Enzyme-linked immunosorbent assay (ELISA)
To determine the presence of GFP-specific antibodies in immunized mouse sera, samples were analyzed by ELISA. ELISA analysis was carried out using microtiter plates (Corning, USA, cat. no 3590) coated overnight with 50 μL of GFP at a concentration of 1 μg mL–1 in 0.1 M sodium bicarbonate buffer (pH 9.2). Microplates were washed 5 times with 200 μL of PBS containing 0.2% Triton X–100 and blocked with PBS-Triton + 5% fat-free milk for 1 h at 37 °C. Then, 50 μL of the sera diluted 1:100 in PBS-Triton-fat-free milk (for the experiment of PH(1–110)GFP particles of different sizes a dilution 1:400 was used) were added and plates were incubated 1 h at 37 °C. After washing as described above, 50 μL of anti-mouse IgG diluted 1:5000 (Sigma-Aldrich, USA, cat. no. A9044) or anti-mouse IgG1 diluted 1:3000 (Thermo Fisher, USA, cat. no. 04–6120) or anti-mouse IgG2a diluted 1:3000 (Abcam, UK, cat. no. ab98698) or anti-mouse IgG2b diluted 1:3000 (Thermo Fisher, USA, cat. no. 610320) (all HRP-conjugated) were added and plates were incubated 1 h at 37 °C. Plates were washed 5 times as described, 50 μL of the 3,3’,5,5’-Tetramethylbenzidine (TMB) substratum was added to each well (Sigma-Aldrich, USA, cat. no. 00–2023) and microplates were incubated at RT for 20 min. 50 μL of 0.16 M sulfuric acid solution was added to each well to stop the reaction. The OD reading at 450 nm was registered using Multiskan FC 3.1 microplate reader (Thermo Fisher, USA). For the titration of antibodies, sera were tested by performing serial 2-fold dilutions from 1:50 to 1:102400.

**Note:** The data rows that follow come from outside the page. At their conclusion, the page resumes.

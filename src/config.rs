//! Settings resolution.
//!
//! Precedence is command-line flag, then environment variable (handled by
//! clap for `WBS_DIR` and `WBS_FILE`), then `config.json` in the data
//! directory, then built-in defaults.

use std::fs;
use std::path::{Path, PathBuf};

use serde::Deserialize;
use tracing::{debug, info};

use crate::error::{Error, Result};
use crate::project::{most_recent_project, Project};
use crate::scheduler::{DependencyOrder, Scheduler};

pub const CONFIG_FILE: &str = "config.json";
const DEFAULT_PROJECT: &str = "Default";

/// Contents of `config.json`. Every key is optional.
#[derive(Debug, Clone, Default, PartialEq, Eq, Deserialize)]
#[serde(deny_unknown_fields)]
pub struct FileConfig {
    pub dependency_order: Option<DependencyOrder>,
    pub auto_schedule: Option<bool>,
    pub default_project: Option<String>,
}

impl FileConfig {
    /// Read `config.json` from `dir`; a missing file means all defaults.
    pub fn load(dir: &Path) -> Result<Self> {
        let path = dir.join(CONFIG_FILE);
        if !path.exists() {
            return Ok(FileConfig::default());
        }
        let buf = fs::read_to_string(&path).map_err(|e| Error::io(&path, e))?;
        serde_json::from_str(&buf).map_err(|e| Error::Config(format!("{}: {e}", path.display())))
    }
}

#[derive(Debug, Clone, PartialEq, Eq)]
pub struct Settings {
    pub data_dir: PathBuf,
    /// Explicit project file, bypassing discovery.
    pub file: Option<PathBuf>,
    pub dependency_order: DependencyOrder,
    /// Reschedule after every command that edits tasks.
    pub auto_schedule: bool,
    pub default_project: String,
}

impl Settings {
    pub fn resolve(dir: Option<PathBuf>, file: Option<PathBuf>, order: Option<DependencyOrder>) -> Result<Self> {
        let data_dir = match dir {
            Some(d) => d,
            None => default_data_dir(),
        };
        let file_config = FileConfig::load(&data_dir)?;
        let settings = Settings {
            file,
            dependency_order: order.or(file_config.dependency_order).unwrap_or_default(),
            auto_schedule: file_config.auto_schedule.unwrap_or(true),
            default_project: file_config
                .default_project
                .filter(|p| !p.trim().is_empty())
                .unwrap_or_else(|| DEFAULT_PROJECT.to_string()),
            data_dir,
        };
        debug!(?settings, "resolved settings");
        Ok(settings)
    }

    pub fn ensure_data_dir(&self) -> Result<()> {
        fs::create_dir_all(&self.data_dir).map_err(|e| Error::io(&self.data_dir, e))
    }

    /// The project commands operate on: `--file`, else the most recently
    /// modified project, else the default project (created on first use).
    pub fn select_project(&self) -> Result<Project> {
        if let Some(file) = &self.file {
            return Ok(Project::from_path(file.clone()));
        }
        if let Some(project) = most_recent_project(&self.data_dir)? {
            return Ok(project);
        }
        self.ensure_data_dir()?;
        let project = Project::new(&self.default_project, &self.data_dir);
        project.create_if_not_exists()?;
        info!(path = %project.file_path.display(), "created default project");
        Ok(project)
    }

    pub fn scheduler(&self) -> Scheduler {
        Scheduler::new().with_order(self.dependency_order)
    }
}

/// `$HOME/.wbs`, or `./.wbs` when `HOME` is unset.
pub fn default_data_dir() -> PathBuf {
    let home = std::env::var("HOME").unwrap_or_else(|_| ".".to_string());
    PathBuf::from(home).join(".wbs")
}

All statistical analyses were performing using GraphPad Prism 7 software (GraphPad software, USA). Results were expressed as the means ± SD. All experiments were repeated at least once with comparable results. Data were analyzed by two-way ANOVA with a Tukey or Dunnett post-tests to correct for multiple comparison test. In the FRAP experiment to obtain the percentage of fluorescence recovery, the initial post-bleaching value (10 min) was subtracted from the last value obtained (140 min). To calculate FRAP differences was used in an unpaired, two-tailed Student’s t-test. To determine the cutoff in the titration of antibodies, the previously described methodology was used . In the lymphoproliferation assay to obtain the absolute percentage of proliferation the PBS+Alum group value was subtracted from the other groups. A p-value <0.05 was considered statistically significant. * p <0.05; ** p <0.01; *** p <0.001 and ns = not significant.